Sql-server – How to find values with multiple consecutive upper case characters

collationsql serversql server 2014t-sqlunicode

For a project that I am working on, I need to identify values that have incorrect uppercase.

For example, I need it to identify the following types of values:

Mr JOHN Smith
MR John Smith
Mr John SMITH
Mr JOhn Smith

Ideas I have tried so far:

Select * from table where Name = upper(Name) 
  collate SQL_Latin1_General_CP1_CS_AS

(which gives results for rows that are all upper case, such as MR JOHN SMITH)

and

Select * from table where right(Name,3) = upper(right(Name,3)) 
  collate SQL_Latin1_General_CP1_CS_AS

which picks up some rows too.

But I doubt this is the most efficient way to go about this.

Best Answer

This question is far more complicated than it appears to be on the surface (hence the longer-than-most-would-expect answer). If the strings being searched were codes (postal codes, ISO country codes, ISO state codes, SKUs, etc) or something where the characters used were a limited subset of all possible letters of all languages, then this would be fairly straight-forward.
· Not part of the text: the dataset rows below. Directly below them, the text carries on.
use std::io::{self, IsTerminal, Write};
use std::path::Path;

use tablers::{ExtractOptions, Pdf, TextDirection, UnicodeNorm};

use crate::page_range::parse_page_range;

/// Open a PDF file with user-friendly error messages.
///
/// Returns `Err(1)` with a message printed to stderr if the file is not found
/// or cannot be parsed as a valid PDF.
pub fn open_pdf(file: &Path) -> Result<Pdf, i32> {
    open_pdf_with(file, None, None)
}

/// Open a PDF file, applying a Unicode normalization form and an optional
/// password for encrypted documents.
pub fn open_pdf_with(
    file: &Path,
    unicode_norm: Option<UnicodeNorm>,
    password: Option<&str>,
) -> Result<Pdf, i32> {
    if !file.exists() {
        eprintln!("Error: file not found: {}", file.display());
        return Err(1);
    }

    let options = unicode_norm.map(|unicode_norm| ExtractOptions {
        unicode_norm,
        ..ExtractOptions::default()
    });

    match password {
        Some(password) => Pdf::open_file_with_password(file, password.as_bytes(), options),
        None => Pdf::open_file(file, options),
    }
    .map_err(|e| {
        eprintln!("Error: failed to open PDF: {e}");
        1
    })
}

/// Resolve an optional page range string into 0-indexed page indices.
///
/// If `pages` is `None`, returns all pages (0..page_count).
/// If `pages` is `Some`, parses the range string and validates against page_count.
pub fn resolve_pages(pages: Option<&str>, page_count: usize) -> Result<Vec<usize>, i32> {
    match pages {
        Some(range) => parse_page_range(range, page_count).map_err(|e| {
            eprintln!("Error: {e}");
            1
        }),
        None => Ok((0..page_count).collect()),
    }
}

/// Convert a `TextDirection` enum value to a lowercase string.
pub fn direction_str(dir: &TextDirection) -> &'static str {
    match dir {
        TextDirection::Ltr => "ltr",
        TextDirection::Rtl => "rtl",
        TextDirection::Ttb => "ttb",
        TextDirection::Btt => "btt",
    }
}

/// Escape a string for CSV output.
///
/// If the text contains commas, double quotes, or newlines, wraps it in
/// double quotes and escapes any internal double quotes by doubling them.
pub fn csv_escape(text: &str) -> String {
    if text.contains(',') || text.contains('"') || text.contains('\n') {
        format!("\"{}\"", text.replace('"', "\"\""))
    } else {
        text.to_string()
    }
}

/// A progress reporter that prints "Processing page N/M..." to stderr,
/// but only when stderr is connected to a TTY (terminal).
pub struct ProgressReporter {
    total: usize,
    is_tty: bool,
}

impl ProgressReporter {
    /// Create a new progress reporter for `total` pages.
    pub fn new(total: usize) -> Self {
        Self {
            total,
            is_tty: io::stderr().is_terminal(),
        }
    }

    /// Report progress for page `current` (1-indexed).
    pub fn report(&self, current: usize) {
        if self.is_tty {
            eprint!("\rProcessing page {}/{}...", current, self.total);
            let _ = io::stderr().flush();
        }
    }

    /// Clear the progress line (if TTY).
    pub fn finish(&self) {
        if self.is_tty {
            eprint!("\r{}\r", " ".repeat(40));
            let _ = io::stderr().flush();
        }
    }
}
//! Edge derivation from geometric primitives.
//!
//! Edges are line segments derived from Lines, Rects, and Curves for
//! use in table detection algorithms.

use crate::geometry::Orientation;
use crate::painting::Color;
use crate::shapes::{Curve, Line, LineOrientation, Rect};

/// Source of an edge, tracking which geometric primitive it came from.
#[derive(Debug, Clone, Copy, PartialEq, Eq)]
pub enum EdgeSource {
    /// Derived directly from a Line object.
    Line,
    /// Top edge of a Rect.
    RectTop,
    /// Bottom edge of a Rect.
    RectBottom,
    /// Left edge of a Rect.
    RectLeft,
    /// Right edge of a Rect.
    RectRight,
    /// Approximated from a Curve (chord from start to end).
    Curve,
    /// Synthetic edge generated from text alignment patterns (Stream strategy).
    Stream,
    /// Supplied directly via `TableSettings::explicit_lines`.
    Explicit,
}

/// A line segment edge for table detection.
///
/// Edges are derived from Lines, Rects, and Curves and are used
/// by the table detection algorithm to find cell boundaries.
///
/// Equality compares only endpoints and orientation; `source`, `width`,
/// and `color` are provenance, not identity.
#[derive(Debug, Clone)]
pub struct Edge {
    /// Left x coordinate.
    pub x0: f64,
    /// Top y coordinate (distance from top of page).
    pub top: f64,
    /// Right x coordinate.
    pub x1: f64,
    /// Bottom y coordinate (distance from top of page).
    pub bottom: f64,
    /// Edge orientation.
    pub orientation: Orientation,
    /// Where this edge was derived from.
    pub source: EdgeSource,
    /// Stroke width of the originating path, in page units.
    pub width: f64,
    /// Stroke (or fill, for curves) color of the originating path.
    pub color: Color,
}

impl PartialEq for Edge {
    fn eq(&self, other: &Self) -> bool {
        self.x0 == other.x0
            && self.top == other.top
            && self.x1 == other.x1
            && self.bottom == other.bottom
            && self.orientation == other.orientation
            && self.source == other.source
    }
}

/// Derive an Edge from a Line (direct conversion).
pub fn edge_from_line(line: &Line) -> Edge {
    Edge {
        x0: line.x0,
        top: line.top,
        x1: line.x1,
        bottom: line.bottom,
        orientation: line.orientation,
        source: EdgeSource::Line,
        width: line.line_width,
        color: line.stroke_color,
    }
}

/// Below this width or height, a filled rect is treated as a ruling line
/// drawn as a thin box rather than a region with four distinct sides.
const RECT_DEGENERATE_EPSILON: f64 = 1.0;

/// Derive Edges from a Rect.
///
/// A filled rect thinner than [`RECT_DEGENERATE_EPSILON`] along one axis
/// degenerates to a single edge along its long axis, matching how ruling
/// lines are often drawn as thin filled boxes rather than strokes.
/// Otherwise returns the 4 edges of the rect's outline (top, bottom, left,
/// right).
pub fn edges_from_rect(rect: &Rect) -> Vec<Edge> {
    if rect.fill {
        if let Some(orientation) = rect.degenerate_orientation(RECT_DEGENERATE_EPSILON) {
            let mid_y = (rect.top + rect.bottom) / 2.0;
            let mid_x = (rect.x0 + rect.x1) / 2.0;
            return vec![match orientation {
                LineOrientation::Horizontal => Edge {
                    x0: rect.x0,
                    top: mid_y,
                    x1: rect.x1,
                    bottom: mid_y,
                    orientation: Orientation::Horizontal,
                    source: EdgeSource::RectTop,
                    width: rect.line_width,
                    color: rect.fill_color,
                },
                LineOrientation::Vertical => Edge {
                    x0: mid_x,
                    top: rect.top,
                    x1: mid_x,
                    bottom: rect.bottom,
                    orientation: Orientation::Vertical,
                    source: EdgeSource::RectLeft,
                    width: rect.line_width,
                    color: rect.fill_color,
                },
                LineOrientation::Diagonal => unreachable!("degenerate_orientation never returns Diagonal"),
            }];
        }
    }
    vec![
        Edge {
            x0: rect.x0,
            top: rect.top,
            x1: rect.x1,
            bottom: rect.top,
            orientation: Orientation::Horizontal,
            source: EdgeSource::RectTop,
            width: rect.line_width,
            color: rect.stroke_color,
        },
        Edge {
            x0: rect.x0,
            top: rect.bottom,
            x1: rect.x1,
            bottom: rect.bottom,
            orientation: Orientation::Horizontal,
            source: EdgeSource::RectBottom,
            width: rect.line_width,
            color: rect.stroke_color,
        },
        Edge {
            x0: rect.x0,
            top: rect.top,
            x1: rect.x0,
            bottom: rect.bottom,
            orientation: Orientation::Vertical,
            source: EdgeSource::RectLeft,
            width: rect.line_width,
            color: rect.stroke_color,
        },
        Edge {
            x0: rect.x1,
            top: rect.top,
            x1: rect.x1,
            bottom: rect.bottom,
            orientation: Orientation::Vertical,
            source: EdgeSource::RectRight,
            width: rect.line_width,
            color: rect.stroke_color,
        },
    ]
}

/// Tolerance for floating-point comparison when classifying edge orientation.
const EDGE_AXIS_TOLERANCE: f64 = 1e-6;

/// Classify orientation for an edge from two points.
fn classify_edge_orientation(x0: f64, y0: f64, x1: f64, y1: f64) -> Orientation {
    let dx = (x1 - x0).abs();
    let dy = (y1 - y0).abs();
    if dy < EDGE_AXIS_TOLERANCE {
        Orientation::Horizontal
    } else if dx < EDGE_AXIS_TOLERANCE {
        Orientation::Vertical
    } else {
        Orientation::Diagonal
    }
}

/// Derive an Edge from a Curve using chord approximation (start to end).
pub fn edge_from_curve(curve: &Curve) -> Edge {
    let (start_x, start_y) = curve.pts[0];
    let (end_x, end_y) = curve.pts[curve.pts.len() - 1];

    let x0 = start_x.min(end_x);
    let x1 = start_x.max(end_x);
    let top = start_y.min(end_y);
    let bottom = start_y.max(end_y);
    let orientation = classify_edge_orientation(start_x, start_y, end_x, end_y);

    Edge {
        x0,
        top,
        x1,
        bottom,
        orientation,
        source: EdgeSource::Curve,
        width: curve.line_width,
        color: curve.stroke_color,
    }
}

/// Derive all edges from collections of lines, rects, and curves.
pub fn derive_edges(lines: &[Line], rects: &[Rect], curves: &[Curve]) -> Vec<Edge> {
    let mut edges = Vec::new();

    for line in lines {
        edges.push(edge_from_line(line));
    }

    for rect in rects {
        edges.extend(edges_from_rect(rect));
    }

    for curve in curves {
        edges.push(edge_from_curve(curve));
    }

    edges
}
But when dealing with people's names, then no such luck.

                        All of the following example code and test cases can be found on Pastebin ( Searching
for Case-Sensitive patterns in SQL Server
). The SQL posted on Pastebin includes
additional test cases and additional examples related to various points mentioned below.

Very simplistically you can do the following, which does work with the sample data. I added two test cases to help determine whether or not this (or any) method works as it is data that should not match.

SET NOCOUNT ON;
DECLARE @SampleData TABLE
(
  Name NVARCHAR(100) COLLATE SQL_Latin1_General_CP1_CI_AS NOT NULL
);
INSERT INTO @SampleData (Name) VALUES (N'Mr JOHN Smith');
INSERT INTO @SampleData (Name) VALUES (N'MR John Smith');
INSERT INTO @SampleData (Name) VALUES (N'Mr John SMITH');
INSERT INTO @SampleData (Name) VALUES (N'Mr JOhn Smith');
INSERT INTO @SampleData (Name) VALUES (N'mr john smith'); -- all lower-case
INSERT INTO @SampleData (Name) VALUES (N'Mr John Smith'); -- proper-case

SELECT *
FROM @SampleData
WHERE Name COLLATE Latin1_General_100_CS_AS
                 LIKE N'%[ABCDEFGHIJKLMNOPQRSTUVWXYZ][ABCDEFGHIJKLMNOPQRSTUVWXYZ]%';

Please note:

  1. I am not using a collation that starts with SQL_ as those have been deprecated (or perhaps more accurately: obsoleted) since SQL Server 2000 was released.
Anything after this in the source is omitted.